**INFORMATION GIVEN**
▬▬▬
// Lazy cursor-driven listing

use super::cancellation::CancellationToken;
use crate::domain::{Page, PageCursor};
use crate::error::{ClientError, Result};
use async_trait::async_trait;
use futures::Stream;
use std::collections::VecDeque;
use tracing::debug;

/// One remote listing endpoint
#[async_trait]
pub trait PageSource: Send + Sync {
    type Item: Send;

    /// Fetch the page following `cursor` (`None` for the first page)
    async fn fetch(&self, cursor: Option<&PageCursor>) -> Result<Page<Self::Item>>;
}

/// Forward-only, lazy sequence over a paged remote collection
///
/// A page is fetched only when the buffered items run out, so consuming a
/// prefix never fetches more than that prefix needs. One fetch is in flight
/// at a time. The cancellation token is checked before each fetch.
pub struct PagedLister<T> {
    source: Box<dyn PageSource<Item = T>>,
    buffer: VecDeque<T>,
    cursor: Option<PageCursor>,
    exhausted: bool,
    pages_fetched: usize,
    cancel: CancellationToken,
}

impl<T: Send + 'static> PagedLister<T> {
    pub fn new(source: impl PageSource<Item = T> + 'static) -> Self {
        Self {
            source: Box::new(source),
            buffer: VecDeque::new(),
            cursor: None,
            exhausted: false,
            pages_fetched: 0,
            cancel: CancellationToken::never(),
        }
    }

    /// End the sequence with `OperationCancelled` once `token` fires
    pub fn with_cancellation(mut self, token: CancellationToken) -> Self {
        self.cancel = token;
        self
    }

    /// Number of page fetches issued so far
    pub fn pages_fetched(&self) -> usize {
        self.pages_fetched
    }

    /// Next item, `Ok(None)` at the end of the sequence.
    ///
    /// A failed fetch or a fired cancellation token is reported once, after
    /// which the sequence is over.
    pub async fn try_next(&mut self) -> Result<Option<T>> {
        loop {
            if let Some(item) = self.buffer.pop_front() {
                return Ok(Some(item));
            }
            if self.exhausted {
                return Ok(None);
            }
            if self.cancel.is_cancelled() {
                self.exhausted = true;
                debug!(pages_fetched = self.pages_fetched, "Listing cancelled");
                return Err(ClientError::OperationCancelled);
            }

            self.pages_fetched += 1;
            match self.source.fetch(self.cursor.as_ref()).await {
                Ok(page) => {
                    debug!(
                        page = self.pages_fetched,
                        items = page.items.len(),
                        has_next = page.next.is_some(),
                        "Fetched page"
                    );
                    self.exhausted = page.next.is_none();
                    self.cursor = page.next;
                    self.buffer.extend(page.items);
                }
                Err(e) => {
                    self.exhausted = true;
                    return Err(e);
                }
            }
        }
    }

    /// Take up to `n` items
    pub async fn take(&mut self, n: usize) -> Result<Vec<T>> {
        let mut items = Vec::with_capacity(n);
        while items.len() < n {
            match self.try_next().await? {
                Some(item) => items.push(item),
                None => break,
            }
        }
        Ok(items)
    }

    /// Drain the whole sequence
    pub async fn try_collect_all(mut self) -> Result<Vec<T>> {
        let mut items = Vec::new();
        while let Some(item) = self.try_next().await? {
            items.push(item);
        }
        Ok(items)
    }

    pub fn into_stream(self) -> impl Stream<Item = Result<T>> + Send {
        futures::stream::unfold(self, |mut lister| async move {
            match lister.try_next().await {
                Ok(Some(item)) => Some((Ok(item), lister)),
                Ok(None) => None,
                Err(e) => Some((Err(e), lister)),
            }
        })
    }
}

#[cfg(test)]
mod tests {
    use super::*;
    use crate::application::cancellation::cancellation_channel;
    use futures::StreamExt;
    use std::sync::atomic::{AtomicUsize, Ordering};
    use std::sync::{Arc, Mutex};

    /// Serves canned pages keyed by cursor index
    struct CannedPages {
        pages: Vec<Vec<u32>>,
        fetches: Arc<AtomicUsize>,
        seen_cursors: Arc<Mutex<Vec<Option<String>>>>,
        fail_at: Option<usize>,
    }

    impl CannedPages {
        fn new(pages: Vec<Vec<u32>>) -> Self {
            Self {
                pages,
                fetches: Arc::new(AtomicUsize::new(0)),
                seen_cursors: Arc::new(Mutex::new(Vec::new())),
                fail_at: None,
            }
        }
    }

    #[async_trait]
    impl PageSource for CannedPages {
        type Item = u32;

        async fn fetch(&self, cursor: Option<&PageCursor>) -> Result<Page<u32>> {
            self.fetches.fetch_add(1, Ordering::SeqCst);
            self.seen_cursors
                .lock()
                .unwrap()
                .push(cursor.map(|c| c.as_str().to_string()));

            let index = cursor.map(|c| c.as_str().parse::<usize>().unwrap()).unwrap_or(0);
            if self.fail_at == Some(index) {
                return Err(ClientError::Transport("connection reset".into()));
            }
            let next = (index + 1 < self.pages.len()).then(|| PageCursor::new((index + 1).to_string()));
            Ok(Page::new(self.pages[index].clone(), next))
        }
    }

    #[tokio::test]
    async fn test_full_iteration_fetches_each_page_once() {
        let source = CannedPages::new(vec![vec![1, 2], vec![3]]);
        let fetches = Arc::clone(&source.fetches);
        let cursors = Arc::clone(&source.seen_cursors);
        let mut lister = PagedLister::new(source);

        let mut items = Vec::new();
        while let Some(item) = lister.try_next().await.unwrap() {
            items.push(item);
        }

        assert_eq!(items, vec![1, 2, 3]);
        assert_eq!(fetches.load(Ordering::SeqCst), 2);
        assert_eq!(lister.pages_fetched(), 2);
        assert_eq!(*cursors.lock().unwrap(), vec![None, Some("1".to_string())]);
    }

    #[tokio::test]
    async fn test_partial_iteration_fetches_minimum() {
        let source = CannedPages::new(vec![vec![1, 2], vec![3]]);
        let fetches = Arc::clone(&source.fetches);
        let mut lister = PagedLister::new(source);

        assert_eq!(lister.try_next().await.unwrap(), Some(1));
        assert_eq!(fetches.load(Ordering::SeqCst), 1);

        assert_eq!(lister.take(1).await.unwrap(), vec![2]);
        assert_eq!(fetches.load(Ordering::SeqCst), 1);
    }

    #[tokio::test]
    async fn test_empty_intermediate_page_is_followed() {
        let mut lister = PagedLister::new(CannedPages::new(vec![vec![], vec![7], vec![]]));
        assert_eq!(lister.try_next().await.unwrap(), Some(7));
        assert_eq!(lister.try_next().await.unwrap(), None);
        assert_eq!(lister.pages_fetched(), 3);
    }

    #[tokio::test]
    async fn test_cancellation_before_fetch_raises() {
        let (source, token) = cancellation_channel();
        let mut lister =
            PagedLister::new(CannedPages::new(vec![vec![1, 2], vec![3]])).with_cancellation(token);

        assert_eq!(lister.try_next().await.unwrap(), Some(1));
        source.cancel();

        // Buffered item is still served, the next fetch is refused
        assert_eq!(lister.try_next().await.unwrap(), Some(2));
        let err = lister.try_next().await.unwrap_err();
        assert!(matches!(err, ClientError::OperationCancelled));
        assert_eq!(lister.pages_fetched(), 1);
        assert_eq!(lister.try_next().await.unwrap(), None);
    }

    #[tokio::test]
    async fn test_fetch_error_surfaces_then_ends() {
        let mut source = CannedPages::new(vec![vec![1], vec![2], vec![3]]);
        source.fail_at = Some(1);
        let mut lister = PagedLister::new(source);

        assert_eq!(lister.try_next().await.unwrap(), Some(1));
        assert!(matches!(
            lister.try_next().await,
            Err(ClientError::Transport(_))
        ));
        assert_eq!(lister.try_next().await.unwrap(), None);
    }

    #[tokio::test]
    async fn test_stream_adapter_preserves_order() {
        let lister = PagedLister::new(CannedPages::new(vec![vec![1, 2], vec![3, 4], vec![5]]));
        let items: Vec<u32> = lister
            .into_stream()
            .map(|item| item.unwrap())
            .collect()
            .await;
        assert_eq!(items, vec![1, 2, 3, 4, 5]);
    }
}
▬▬▬
**EXERCISE**
From the listing above, work out the number of lines that contain "impl" and give only that.

**RESPONSE FOR THIS EXERCISE**
5